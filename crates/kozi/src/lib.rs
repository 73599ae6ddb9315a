//! Public surface for Kozi.
//!
//! This crate re-exports the chat building blocks and provides a small
//! initialization helper to keep consumer setup consistent.

/// Re-export for convenience.
pub use kozi_config as config;
pub use kozi_core as core;
/// Re-export for convenience.
pub use kozi_transcript as transcript;

#[inline]
/// Initialize logging using env_logger if the "logging" feature is enabled.
///
/// This is a no-op if the feature is not enabled. Binaries are still expected
/// to call this early in startup to ensure log output is wired up.
pub fn init_logging() {
    #[cfg(feature = "logging")]
    {
        let _ = env_logger::builder()
            .format_timestamp_millis()
            .parse_default_env()
            .try_init();
    }
}
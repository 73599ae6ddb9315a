use async_trait::async_trait;
use kozi_core::{CoreError, ReplyGenerator};
use parking_lot::Mutex;

/// Always replies with the same text.
#[derive(Debug, Clone)]
pub struct FixedGenerator {
    reply: String,
}

impl FixedGenerator {
    pub fn new(reply: impl Into<String>) -> Self {
        Self {
            reply: reply.into(),
        }
    }
}

#[async_trait]
impl ReplyGenerator for FixedGenerator {
    async fn generate(&self, _input: &str) -> Result<String, CoreError> {
        Ok(self.reply.clone())
    }
}

/// Always fails to produce a reply.
#[derive(Debug, Clone, Default)]
pub struct FailingGenerator;

#[async_trait]
impl ReplyGenerator for FailingGenerator {
    async fn generate(&self, _input: &str) -> Result<String, CoreError> {
        Err(CoreError::Generation("generator unavailable".to_string()))
    }
}

/// Echoes input back and records every prompt it receives.
#[derive(Debug, Default)]
pub struct RecordingGenerator {
    prompts: Mutex<Vec<String>>,
}

impl RecordingGenerator {
    pub fn new() -> Self {
        Self::default()
    }

    pub fn prompts(&self) -> Vec<String> {
        self.prompts.lock().clone()
    }
}

#[async_trait]
impl ReplyGenerator for RecordingGenerator {
    async fn generate(&self, input: &str) -> Result<String, CoreError> {
        self.prompts.lock().push(input.to_string());
        Ok(format!("echo: {input}"))
    }
}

## What to work on
Go through the records above. Copy each line in which the string "impl" appears.

## Answer space
impl FixedGenerator {
    pub fn new(reply: impl Into<String>) -> Self {
impl ReplyGenerator for FixedGenerator {
impl ReplyGenerator for FailingGenerator {
impl RecordingGenerator {
impl ReplyGenerator for RecordingGenerator {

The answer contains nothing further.